RECORDS PROVIDED:
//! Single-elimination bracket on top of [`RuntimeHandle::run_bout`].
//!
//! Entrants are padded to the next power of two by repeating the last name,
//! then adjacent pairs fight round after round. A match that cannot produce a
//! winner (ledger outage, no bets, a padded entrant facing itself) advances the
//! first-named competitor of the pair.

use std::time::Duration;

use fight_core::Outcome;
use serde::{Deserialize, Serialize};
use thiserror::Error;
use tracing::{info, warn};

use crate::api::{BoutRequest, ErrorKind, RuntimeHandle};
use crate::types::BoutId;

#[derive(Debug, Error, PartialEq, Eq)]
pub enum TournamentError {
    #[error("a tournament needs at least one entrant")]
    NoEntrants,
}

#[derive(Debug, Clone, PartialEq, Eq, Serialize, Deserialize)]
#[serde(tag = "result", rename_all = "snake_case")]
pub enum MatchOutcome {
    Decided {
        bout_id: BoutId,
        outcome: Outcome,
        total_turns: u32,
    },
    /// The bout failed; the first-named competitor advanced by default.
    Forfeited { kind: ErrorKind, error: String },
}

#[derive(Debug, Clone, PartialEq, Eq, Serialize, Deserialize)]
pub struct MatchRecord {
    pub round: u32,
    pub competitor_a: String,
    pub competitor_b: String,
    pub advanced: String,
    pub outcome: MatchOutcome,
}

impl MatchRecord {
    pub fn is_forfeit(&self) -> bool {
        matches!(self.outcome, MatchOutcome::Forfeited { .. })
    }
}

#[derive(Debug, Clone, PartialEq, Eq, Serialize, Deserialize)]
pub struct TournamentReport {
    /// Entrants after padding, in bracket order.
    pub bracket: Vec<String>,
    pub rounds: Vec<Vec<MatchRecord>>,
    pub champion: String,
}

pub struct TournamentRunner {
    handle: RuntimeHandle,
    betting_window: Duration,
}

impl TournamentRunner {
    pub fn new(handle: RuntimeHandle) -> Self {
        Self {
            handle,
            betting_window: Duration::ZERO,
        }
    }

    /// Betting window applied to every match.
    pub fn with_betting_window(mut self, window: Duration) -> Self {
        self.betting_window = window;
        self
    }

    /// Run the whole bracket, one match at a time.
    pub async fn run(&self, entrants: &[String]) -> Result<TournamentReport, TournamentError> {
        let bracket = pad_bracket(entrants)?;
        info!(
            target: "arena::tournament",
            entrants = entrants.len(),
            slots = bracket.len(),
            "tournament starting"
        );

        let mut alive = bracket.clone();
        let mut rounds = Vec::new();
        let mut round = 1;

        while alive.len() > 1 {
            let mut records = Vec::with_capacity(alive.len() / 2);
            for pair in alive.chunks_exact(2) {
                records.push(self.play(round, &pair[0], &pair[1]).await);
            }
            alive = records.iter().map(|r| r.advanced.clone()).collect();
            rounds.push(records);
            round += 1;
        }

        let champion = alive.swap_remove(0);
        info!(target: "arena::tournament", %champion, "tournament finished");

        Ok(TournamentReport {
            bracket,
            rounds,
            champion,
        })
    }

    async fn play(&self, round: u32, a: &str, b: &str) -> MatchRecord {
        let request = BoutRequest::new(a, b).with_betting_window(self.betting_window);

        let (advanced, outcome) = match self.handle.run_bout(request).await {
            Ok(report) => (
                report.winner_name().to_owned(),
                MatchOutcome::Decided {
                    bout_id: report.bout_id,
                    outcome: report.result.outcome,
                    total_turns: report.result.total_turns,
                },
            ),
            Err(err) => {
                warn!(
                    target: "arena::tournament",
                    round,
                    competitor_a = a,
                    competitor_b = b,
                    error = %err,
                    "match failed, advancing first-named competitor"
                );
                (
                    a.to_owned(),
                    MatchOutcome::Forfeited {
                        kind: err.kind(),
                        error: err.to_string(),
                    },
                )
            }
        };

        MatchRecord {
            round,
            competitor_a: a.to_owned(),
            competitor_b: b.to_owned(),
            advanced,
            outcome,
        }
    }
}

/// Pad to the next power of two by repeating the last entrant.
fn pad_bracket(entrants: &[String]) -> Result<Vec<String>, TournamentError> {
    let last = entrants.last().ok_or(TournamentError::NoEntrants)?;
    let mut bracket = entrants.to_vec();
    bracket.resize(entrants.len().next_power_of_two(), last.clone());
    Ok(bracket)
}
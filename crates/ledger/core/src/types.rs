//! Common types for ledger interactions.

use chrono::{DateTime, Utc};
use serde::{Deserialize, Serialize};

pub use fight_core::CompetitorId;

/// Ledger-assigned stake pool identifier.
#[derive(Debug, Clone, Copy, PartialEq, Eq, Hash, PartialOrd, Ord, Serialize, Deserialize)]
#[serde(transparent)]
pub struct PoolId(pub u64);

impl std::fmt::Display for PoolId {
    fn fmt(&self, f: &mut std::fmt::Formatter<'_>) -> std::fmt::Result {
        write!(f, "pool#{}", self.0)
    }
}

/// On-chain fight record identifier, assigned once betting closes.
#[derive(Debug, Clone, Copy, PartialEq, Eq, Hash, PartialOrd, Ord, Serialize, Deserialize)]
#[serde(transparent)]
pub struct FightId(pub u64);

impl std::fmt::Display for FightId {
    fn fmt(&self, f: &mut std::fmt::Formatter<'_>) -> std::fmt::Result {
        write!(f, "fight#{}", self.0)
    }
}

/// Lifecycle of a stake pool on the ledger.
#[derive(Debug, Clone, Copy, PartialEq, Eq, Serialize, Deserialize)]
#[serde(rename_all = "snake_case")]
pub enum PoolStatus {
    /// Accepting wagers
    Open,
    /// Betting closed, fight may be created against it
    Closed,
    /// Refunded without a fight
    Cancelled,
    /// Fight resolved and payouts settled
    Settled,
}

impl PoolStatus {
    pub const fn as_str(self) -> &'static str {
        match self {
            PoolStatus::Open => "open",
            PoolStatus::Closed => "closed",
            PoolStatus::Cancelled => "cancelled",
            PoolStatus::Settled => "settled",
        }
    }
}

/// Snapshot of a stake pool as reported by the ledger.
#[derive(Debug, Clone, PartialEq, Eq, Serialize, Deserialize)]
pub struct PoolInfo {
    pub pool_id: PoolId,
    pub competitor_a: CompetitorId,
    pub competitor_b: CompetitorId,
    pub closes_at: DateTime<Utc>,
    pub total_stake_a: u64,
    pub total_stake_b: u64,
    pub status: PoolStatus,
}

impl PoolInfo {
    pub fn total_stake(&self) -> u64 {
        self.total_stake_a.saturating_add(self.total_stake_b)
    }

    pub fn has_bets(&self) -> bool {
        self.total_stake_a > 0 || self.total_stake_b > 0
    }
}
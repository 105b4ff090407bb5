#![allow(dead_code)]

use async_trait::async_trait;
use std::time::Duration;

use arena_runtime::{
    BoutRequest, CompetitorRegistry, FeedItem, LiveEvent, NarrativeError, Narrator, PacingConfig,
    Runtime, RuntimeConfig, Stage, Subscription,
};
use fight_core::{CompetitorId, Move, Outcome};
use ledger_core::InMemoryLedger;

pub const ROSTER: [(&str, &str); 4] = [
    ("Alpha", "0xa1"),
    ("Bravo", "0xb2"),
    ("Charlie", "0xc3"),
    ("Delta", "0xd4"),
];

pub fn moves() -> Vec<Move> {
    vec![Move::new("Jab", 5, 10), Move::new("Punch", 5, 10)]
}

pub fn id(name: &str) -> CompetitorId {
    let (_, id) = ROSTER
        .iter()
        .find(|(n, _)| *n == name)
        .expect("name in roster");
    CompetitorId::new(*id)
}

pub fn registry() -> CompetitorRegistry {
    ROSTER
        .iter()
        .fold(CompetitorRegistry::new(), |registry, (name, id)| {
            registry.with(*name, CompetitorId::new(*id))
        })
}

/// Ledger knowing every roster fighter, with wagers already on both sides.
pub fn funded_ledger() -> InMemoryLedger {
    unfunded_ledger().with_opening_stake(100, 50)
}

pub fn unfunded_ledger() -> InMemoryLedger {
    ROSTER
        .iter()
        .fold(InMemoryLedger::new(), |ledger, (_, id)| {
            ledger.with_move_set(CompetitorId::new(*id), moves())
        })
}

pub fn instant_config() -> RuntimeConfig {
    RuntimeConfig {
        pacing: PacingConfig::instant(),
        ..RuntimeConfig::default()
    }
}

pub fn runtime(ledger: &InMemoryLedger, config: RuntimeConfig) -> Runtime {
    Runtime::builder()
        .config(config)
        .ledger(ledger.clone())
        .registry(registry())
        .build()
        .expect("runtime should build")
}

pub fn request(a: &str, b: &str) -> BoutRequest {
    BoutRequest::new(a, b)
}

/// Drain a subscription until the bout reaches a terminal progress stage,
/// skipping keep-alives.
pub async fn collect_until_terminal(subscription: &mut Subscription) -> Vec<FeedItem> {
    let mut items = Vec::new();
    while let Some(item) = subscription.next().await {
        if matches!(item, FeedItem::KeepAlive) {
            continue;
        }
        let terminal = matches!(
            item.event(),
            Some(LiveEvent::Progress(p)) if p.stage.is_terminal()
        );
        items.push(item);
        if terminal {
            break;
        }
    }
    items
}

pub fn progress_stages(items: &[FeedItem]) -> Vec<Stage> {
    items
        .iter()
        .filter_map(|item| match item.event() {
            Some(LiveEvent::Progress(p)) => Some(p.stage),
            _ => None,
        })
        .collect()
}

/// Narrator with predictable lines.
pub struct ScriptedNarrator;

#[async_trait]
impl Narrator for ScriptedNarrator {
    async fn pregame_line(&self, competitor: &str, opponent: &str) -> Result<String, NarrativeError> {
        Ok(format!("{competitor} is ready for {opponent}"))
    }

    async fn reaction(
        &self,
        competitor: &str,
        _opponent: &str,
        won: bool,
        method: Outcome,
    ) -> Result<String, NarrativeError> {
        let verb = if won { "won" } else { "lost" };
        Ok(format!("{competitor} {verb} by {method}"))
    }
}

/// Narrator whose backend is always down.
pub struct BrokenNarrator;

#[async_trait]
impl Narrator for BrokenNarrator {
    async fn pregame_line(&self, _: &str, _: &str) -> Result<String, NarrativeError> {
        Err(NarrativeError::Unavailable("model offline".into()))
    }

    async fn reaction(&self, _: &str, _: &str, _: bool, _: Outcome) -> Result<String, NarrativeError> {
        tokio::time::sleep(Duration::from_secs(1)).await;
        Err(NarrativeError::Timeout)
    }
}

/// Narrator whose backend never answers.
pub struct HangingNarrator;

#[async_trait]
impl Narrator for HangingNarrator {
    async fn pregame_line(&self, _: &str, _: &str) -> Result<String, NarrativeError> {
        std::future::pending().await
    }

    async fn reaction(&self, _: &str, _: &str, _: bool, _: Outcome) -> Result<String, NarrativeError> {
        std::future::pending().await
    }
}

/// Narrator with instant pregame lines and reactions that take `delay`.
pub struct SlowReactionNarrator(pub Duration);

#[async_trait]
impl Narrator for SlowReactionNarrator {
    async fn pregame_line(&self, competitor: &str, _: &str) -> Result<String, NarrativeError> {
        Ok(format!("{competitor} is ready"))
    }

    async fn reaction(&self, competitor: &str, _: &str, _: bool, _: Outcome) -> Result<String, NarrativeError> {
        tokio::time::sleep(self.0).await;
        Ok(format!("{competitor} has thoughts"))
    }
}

WORK TASK: Only lines with the word "repeating" are wanted. Find and copy them from the records above.

YOUR RESPONSE:
//! Entrants are padded to the next power of two by repeating the last name,
/// Pad to the next power of two by repeating the last entrant.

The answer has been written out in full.